Data excerpts
════
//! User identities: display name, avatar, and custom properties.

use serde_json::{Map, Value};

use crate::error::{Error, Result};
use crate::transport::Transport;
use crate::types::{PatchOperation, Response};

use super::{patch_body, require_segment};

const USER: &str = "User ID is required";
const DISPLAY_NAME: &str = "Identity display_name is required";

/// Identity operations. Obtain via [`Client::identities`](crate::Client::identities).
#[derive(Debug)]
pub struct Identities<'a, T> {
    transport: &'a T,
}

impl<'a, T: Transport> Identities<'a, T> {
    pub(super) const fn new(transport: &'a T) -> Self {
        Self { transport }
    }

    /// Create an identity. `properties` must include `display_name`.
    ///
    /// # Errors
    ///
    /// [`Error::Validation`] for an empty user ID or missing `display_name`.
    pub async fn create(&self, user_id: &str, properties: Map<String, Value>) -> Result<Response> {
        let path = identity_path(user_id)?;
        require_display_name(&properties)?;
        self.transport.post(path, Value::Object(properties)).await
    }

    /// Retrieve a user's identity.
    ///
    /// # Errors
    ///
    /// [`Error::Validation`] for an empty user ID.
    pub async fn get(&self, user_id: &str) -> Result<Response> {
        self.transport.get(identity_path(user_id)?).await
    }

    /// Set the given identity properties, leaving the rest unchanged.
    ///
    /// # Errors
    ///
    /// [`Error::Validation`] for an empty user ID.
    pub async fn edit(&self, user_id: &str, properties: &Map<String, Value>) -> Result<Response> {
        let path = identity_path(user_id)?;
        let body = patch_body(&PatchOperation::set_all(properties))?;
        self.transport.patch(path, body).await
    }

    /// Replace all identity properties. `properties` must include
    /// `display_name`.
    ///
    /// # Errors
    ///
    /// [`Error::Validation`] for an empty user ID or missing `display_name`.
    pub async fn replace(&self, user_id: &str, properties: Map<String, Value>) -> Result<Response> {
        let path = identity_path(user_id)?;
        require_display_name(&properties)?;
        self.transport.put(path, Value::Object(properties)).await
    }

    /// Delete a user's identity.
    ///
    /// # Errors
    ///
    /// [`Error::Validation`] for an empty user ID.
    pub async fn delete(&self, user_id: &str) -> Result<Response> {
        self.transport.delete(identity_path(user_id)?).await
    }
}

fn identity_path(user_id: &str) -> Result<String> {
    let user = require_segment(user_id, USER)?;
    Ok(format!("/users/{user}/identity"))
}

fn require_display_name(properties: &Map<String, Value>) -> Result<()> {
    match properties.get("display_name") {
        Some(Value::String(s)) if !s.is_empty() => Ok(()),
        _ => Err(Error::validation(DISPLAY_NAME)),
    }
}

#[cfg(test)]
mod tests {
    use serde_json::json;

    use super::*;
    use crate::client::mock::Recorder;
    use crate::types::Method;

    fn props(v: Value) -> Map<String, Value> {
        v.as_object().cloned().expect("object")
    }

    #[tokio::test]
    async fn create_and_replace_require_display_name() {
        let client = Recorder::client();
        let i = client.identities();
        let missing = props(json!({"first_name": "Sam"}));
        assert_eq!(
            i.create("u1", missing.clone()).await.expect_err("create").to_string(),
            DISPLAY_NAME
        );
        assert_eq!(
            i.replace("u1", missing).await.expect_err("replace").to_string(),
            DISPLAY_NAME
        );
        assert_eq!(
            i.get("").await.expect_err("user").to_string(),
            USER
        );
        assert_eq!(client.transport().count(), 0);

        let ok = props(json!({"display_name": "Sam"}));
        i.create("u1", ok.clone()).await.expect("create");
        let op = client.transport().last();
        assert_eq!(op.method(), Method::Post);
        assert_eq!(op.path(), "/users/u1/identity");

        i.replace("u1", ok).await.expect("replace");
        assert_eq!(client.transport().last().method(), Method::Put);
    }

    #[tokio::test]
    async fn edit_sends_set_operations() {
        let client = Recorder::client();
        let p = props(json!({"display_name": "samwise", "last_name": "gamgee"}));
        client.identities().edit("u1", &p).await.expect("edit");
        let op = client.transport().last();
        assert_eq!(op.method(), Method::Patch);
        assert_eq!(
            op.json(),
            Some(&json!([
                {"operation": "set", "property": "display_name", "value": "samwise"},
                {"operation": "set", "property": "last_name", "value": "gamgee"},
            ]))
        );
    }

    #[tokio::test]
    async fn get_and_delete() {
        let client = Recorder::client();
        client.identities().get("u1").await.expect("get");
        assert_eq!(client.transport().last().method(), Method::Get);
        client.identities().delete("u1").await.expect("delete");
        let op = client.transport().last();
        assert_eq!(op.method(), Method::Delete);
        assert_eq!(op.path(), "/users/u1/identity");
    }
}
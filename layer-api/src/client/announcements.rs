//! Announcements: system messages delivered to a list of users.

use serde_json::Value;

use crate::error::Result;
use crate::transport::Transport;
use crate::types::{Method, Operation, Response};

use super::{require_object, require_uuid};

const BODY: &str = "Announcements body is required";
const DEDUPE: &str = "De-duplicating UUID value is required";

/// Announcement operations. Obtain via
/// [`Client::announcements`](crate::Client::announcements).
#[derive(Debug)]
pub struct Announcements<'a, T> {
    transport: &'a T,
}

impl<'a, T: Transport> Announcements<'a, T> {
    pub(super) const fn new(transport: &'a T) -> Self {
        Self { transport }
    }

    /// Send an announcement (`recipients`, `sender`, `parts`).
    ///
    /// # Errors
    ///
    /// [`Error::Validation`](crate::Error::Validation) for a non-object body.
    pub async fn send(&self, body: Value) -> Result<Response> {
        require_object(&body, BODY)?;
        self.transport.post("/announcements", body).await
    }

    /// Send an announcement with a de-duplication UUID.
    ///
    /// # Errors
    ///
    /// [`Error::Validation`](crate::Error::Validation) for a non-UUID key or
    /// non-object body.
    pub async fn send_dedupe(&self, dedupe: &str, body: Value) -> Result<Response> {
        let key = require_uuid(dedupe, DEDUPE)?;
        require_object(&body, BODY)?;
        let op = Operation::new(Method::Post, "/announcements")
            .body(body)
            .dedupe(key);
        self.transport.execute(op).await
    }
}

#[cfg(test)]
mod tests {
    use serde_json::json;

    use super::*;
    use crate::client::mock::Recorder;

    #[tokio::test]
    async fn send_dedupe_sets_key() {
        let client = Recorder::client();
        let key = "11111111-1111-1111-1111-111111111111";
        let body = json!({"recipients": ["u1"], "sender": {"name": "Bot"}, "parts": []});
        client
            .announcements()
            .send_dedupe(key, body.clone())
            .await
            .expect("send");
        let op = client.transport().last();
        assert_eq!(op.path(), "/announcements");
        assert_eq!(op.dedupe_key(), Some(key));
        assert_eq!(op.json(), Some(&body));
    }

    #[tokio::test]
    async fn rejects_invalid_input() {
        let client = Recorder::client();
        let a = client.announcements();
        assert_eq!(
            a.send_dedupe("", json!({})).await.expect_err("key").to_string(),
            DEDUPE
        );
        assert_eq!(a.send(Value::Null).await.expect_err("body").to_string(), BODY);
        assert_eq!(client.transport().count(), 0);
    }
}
════
WHAT THE TASK ASKS: Among the entries, work out how many lines include the word "Method". Answer with that number only.

RESPONSE TO THE EXERCISE: 8